Client → your API → (optional RAG/tools) → LLM gateway → provider. Gateway owns API keys, model routing, rate limits, retries, caching, and per-team cost accounting— do not scatter provider keys across microservices.

Resilience

  • 429 rate limits — exponential backoff with jitter; respect Retry-After.
  • 503 / timeouts — retry idempotent reads; cap total deadline below client timeout.
  • Model fallback — GPT-4o → 4o-mini → cached/static response for non-critical paths.
  • Provider fallback — OpenAI down → Anthropic via unified client (LiteLLM, Portkey, or in-house).
  • Circuit breaker — stop calling a failing provider after N errors; alert on-call.

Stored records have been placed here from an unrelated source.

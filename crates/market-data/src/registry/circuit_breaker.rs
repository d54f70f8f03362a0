//! Per-adapter circuit breaker.
//!
//! - **Closed**: calls go through; consecutive transient failures are counted.
//! - **Open**: calls are skipped until the recovery timeout has passed.
//! - **HalfOpen**: one trial call is let through at a time; success closes
//!   the circuit, failure opens it again. A trial call that ends without a
//!   verdict (rate limited, or never sent) frees the slot for the next
//!   caller. A trial call that never reports back is presumed lost after the
//!   recovery timeout.
//!
//! Only `TransientError` outcomes count as failures. A confirmed "no data"
//! answer proves the provider is healthy, and rate limiting is handled by
//! the cache TTL instead.

use std::collections::HashMap;
use std::sync::{Mutex, MutexGuard};
use std::time::{Duration, Instant};

use log::{debug, info, warn};

use crate::models::Outcome;

const DEFAULT_FAILURE_THRESHOLD: u32 = 3;
const DEFAULT_RECOVERY_TIMEOUT: Duration = Duration::from_secs(60);

#[derive(Clone, Copy, Debug, Eq, PartialEq)]
pub enum CircuitState {
    Closed,
    Open,
    HalfOpen,
}

impl std::fmt::Display for CircuitState {
    fn fmt(&self, f: &mut std::fmt::Formatter<'_>) -> std::fmt::Result {
        match self {
            Self::Closed => write!(f, "Closed"),
            Self::Open => write!(f, "Open"),
            Self::HalfOpen => write!(f, "HalfOpen"),
        }
    }
}

#[derive(Debug)]
struct Circuit {
    state: CircuitState,
    consecutive_failures: u32,
    opened_at: Option<Instant>,
    trial_started: Option<Instant>,
}

impl Default for Circuit {
    fn default() -> Self {
        Self {
            state: CircuitState::Closed,
            consecutive_failures: 0,
            opened_at: None,
            trial_started: None,
        }
    }
}

#[derive(Clone, Debug)]
pub struct CircuitBreakerConfig {
    /// Consecutive transient failures that open the circuit.
    pub failure_threshold: u32,
    /// How long an open circuit stays open before a trial call.
    pub recovery_timeout: Duration,
}

impl Default for CircuitBreakerConfig {
    fn default() -> Self {
        Self {
            failure_threshold: DEFAULT_FAILURE_THRESHOLD,
            recovery_timeout: DEFAULT_RECOVERY_TIMEOUT,
        }
    }
}

/// In-memory breaker state for every adapter; resets on restart.
#[derive(Default)]
pub struct CircuitBreaker {
    circuits: Mutex<HashMap<String, Circuit>>,
    config: CircuitBreakerConfig,
}

impl CircuitBreaker {
    pub fn new() -> Self {
        Self::default()
    }

    pub fn with_config(config: CircuitBreakerConfig) -> Self {
        Self {
            circuits: Mutex::new(HashMap::new()),
            config,
        }
    }

    fn lock_circuits(&self) -> MutexGuard<'_, HashMap<String, Circuit>> {
        self.circuits.lock().unwrap_or_else(|poisoned| {
            warn!("Circuit breaker mutex was poisoned, recovering");
            poisoned.into_inner()
        })
    }

    /// Whether a call to `provider` may go out now. Moves an expired Open
    /// circuit to HalfOpen and hands out its single trial slot.
    pub fn is_allowed(&self, provider: &str) -> bool {
        let mut circuits = self.lock_circuits();
        let circuit = circuits.entry(provider.to_string()).or_default();
        let recovery = self.config.recovery_timeout;

        match circuit.state {
            CircuitState::Closed => true,
            CircuitState::HalfOpen => {
                let lost = circuit
                    .trial_started
                    .map_or(true, |t| t.elapsed() >= recovery);
                if lost {
                    circuit.trial_started = Some(Instant::now());
                }
                lost
            }
            CircuitState::Open => {
                let elapsed = circuit.opened_at.map(|t| t.elapsed());
                if elapsed.is_some_and(|e| e >= recovery) {
                    info!("Circuit for '{}' half-open, probing", provider);
                    circuit.state = CircuitState::HalfOpen;
                    circuit.trial_started = Some(Instant::now());
                    true
                } else {
                    false
                }
            }
        }
    }

    /// Feeds the outcome of one call into the breaker.
    pub fn record(&self, provider: &str, outcome: Outcome) {
        match outcome {
            Outcome::Success | Outcome::ConfirmedNoData => self.record_success(provider),
            Outcome::TransientError => self.record_failure(provider),
            Outcome::RateLimited => self.release_trial(provider),
        }
    }

    /// Frees the HalfOpen trial slot without a verdict. No-op otherwise.
    pub fn release_trial(&self, provider: &str) {
        if let Some(circuit) = self.lock_circuits().get_mut(provider) {
            if circuit.state == CircuitState::HalfOpen && circuit.trial_started.take().is_some() {
                debug!("Trial call for '{}' released without a verdict", provider);
            }
        }
    }

    pub fn record_success(&self, provider: &str) {
        let mut circuits = self.lock_circuits();
        let circuit = circuits.entry(provider.to_string()).or_default();
        if circuit.state != CircuitState::Closed {
            info!("Circuit for '{}' closed", provider);
        }
        *circuit = Circuit::default();
    }

    pub fn record_failure(&self, provider: &str) {
        let mut circuits = self.lock_circuits();
        let circuit = circuits.entry(provider.to_string()).or_default();
        circuit.consecutive_failures += 1;

        let trip = match circuit.state {
            CircuitState::HalfOpen => true,
            CircuitState::Closed => circuit.consecutive_failures >= self.config.failure_threshold,
            CircuitState::Open => false,
        };
        if trip {
            info!(
                "Circuit for '{}' opened after {} consecutive failures",
                provider, circuit.consecutive_failures
            );
            circuit.state = CircuitState::Open;
            circuit.opened_at = Some(Instant::now());
            circuit.trial_started = None;
        } else {
            debug!(
                "Failure for '{}' ({}/{})",
                provider, circuit.consecutive_failures, self.config.failure_threshold
            );
        }
    }

    pub fn state(&self, provider: &str) -> CircuitState {
        self.lock_circuits()
            .get(provider)
            .map(|c| c.state)
            .unwrap_or(CircuitState::Closed)
    }

    pub fn reset(&self, provider: &str) {
        self.lock_circuits().remove(provider);
    }
}

#[cfg(test)]
mod tests {
    use super::*;

    fn breaker(threshold: u32, recovery: Duration) -> CircuitBreaker {
        CircuitBreaker::with_config(CircuitBreakerConfig {
            failure_threshold: threshold,
            recovery_timeout: recovery,
        })
    }

    #[test]
    fn test_opens_after_threshold() {
        let cb = breaker(3, Duration::from_secs(60));
        for _ in 0..2 {
            cb.record("A", Outcome::TransientError);
        }
        assert!(cb.is_allowed("A"));
        cb.record("A", Outcome::TransientError);
        assert_eq!(cb.state("A"), CircuitState::Open);
        assert!(!cb.is_allowed("A"));
    }

    #[test]
    fn test_no_data_and_rate_limits_do_not_trip() {
        let cb = breaker(1, Duration::from_secs(60));
        cb.record("A", Outcome::ConfirmedNoData);
        cb.record("A", Outcome::RateLimited);
        assert_eq!(cb.state("A"), CircuitState::Closed);
    }

    #[test]
    fn test_success_resets_failure_count() {
        let cb = breaker(2, Duration::from_secs(60));
        cb.record("A", Outcome::TransientError);
        cb.record("A", Outcome::Success);
        cb.record("A", Outcome::TransientError);
        assert!(cb.is_allowed("A"));
    }

    #[test]
    fn test_half_open_trial() {
        let cb = breaker(1, Duration::ZERO);
        cb.record("A", Outcome::TransientError);
        assert_eq!(cb.state("A"), CircuitState::Open);

        // recovery timeout of zero: next check is a trial
        assert!(cb.is_allowed("A"));
        assert_eq!(cb.state("A"), CircuitState::HalfOpen);

        cb.record("A", Outcome::TransientError);
        assert_eq!(cb.state("A"), CircuitState::Open);

        assert!(cb.is_allowed("A"));
        cb.record("A", Outcome::Success);
        assert_eq!(cb.state("A"), CircuitState::Closed);
    }

    fn half_open(cb: &CircuitBreaker, recovery: Duration) {
        cb.record("A", Outcome::TransientError);
        std::thread::sleep(recovery + Duration::from_millis(50));
        assert!(cb.is_allowed("A"));
        assert_eq!(cb.state("A"), CircuitState::HalfOpen);
    }

    #[test]
    fn test_half_open_lets_one_trial_through() {
        let recovery = Duration::from_millis(300);
        let cb = breaker(1, recovery);
        half_open(&cb, recovery);

        // trial still in flight
        assert!(!cb.is_allowed("A"));
        assert!(!cb.is_allowed("A"));

        cb.record("A", Outcome::Success);
        assert_eq!(cb.state("A"), CircuitState::Closed);
        assert!(cb.is_allowed("A"));
    }

    #[test]
    fn test_rate_limited_trial_frees_the_slot() {
        let recovery = Duration::from_millis(300);
        let cb = breaker(1, recovery);
        half_open(&cb, recovery);

        cb.record("A", Outcome::RateLimited);
        assert_eq!(cb.state("A"), CircuitState::HalfOpen);
        assert!(cb.is_allowed("A"));
        assert!(!cb.is_allowed("A"));

        cb.release_trial("A");
        assert!(cb.is_allowed("A"));
        cb.record("A", Outcome::TransientError);
        assert_eq!(cb.state("A"), CircuitState::Open);
        assert!(!cb.is_allowed("A"));
    }

    #[test]
    fn test_lost_trial_is_replaced_after_recovery_timeout() {
        let recovery = Duration::from_millis(200);
        let cb = breaker(1, recovery);
        half_open(&cb, recovery);
        assert!(!cb.is_allowed("A"));

        std::thread::sleep(recovery + Duration::from_millis(50));
        assert!(cb.is_allowed("A"));
    }

    #[test]
    fn test_reset() {
        let cb = breaker(1, Duration::from_secs(60));
        cb.record("A", Outcome::TransientError);
        cb.reset("A");
        assert!(cb.is_allowed("A"));
    }
}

Observability (log every call)

FieldWhy
model, provider, versionDebug behavior changes and cost spikes
input_tokens, output_tokens, cached_tokensCost allocation per feature / tenant
TTFT, total_latency_msSLO dashboards; separate infra vs model slowness
feature, user_id (hashed), session_idTrace bad sessions; sample for human review
error_type, http_statusAlert on error rate > 1%

Production readiness checklist

  • Structured logging per LLM call with token counts and cost estimate
  • max_tokens and input length validated before the API call
  • Temperature 0 (or pinned) on deterministic code paths
  • Rate limit and timeout handling tested under load
  • Streaming to client for chat UX; graceful partial response on stream errors
  • Secrets in vault—not env files in the container image
  • Golden eval suite in CI (Track 5)—block merge on regression
  • Human review path for high-stakes outputs (medical, legal, money movement)
📦 Production checklist

Ship when you can answer: “What did we spend yesterday per feature?” and “Which prompt version is in prod?” If both are unknown, you are still in demo mode—wire logging and evals before marketing the AI feature.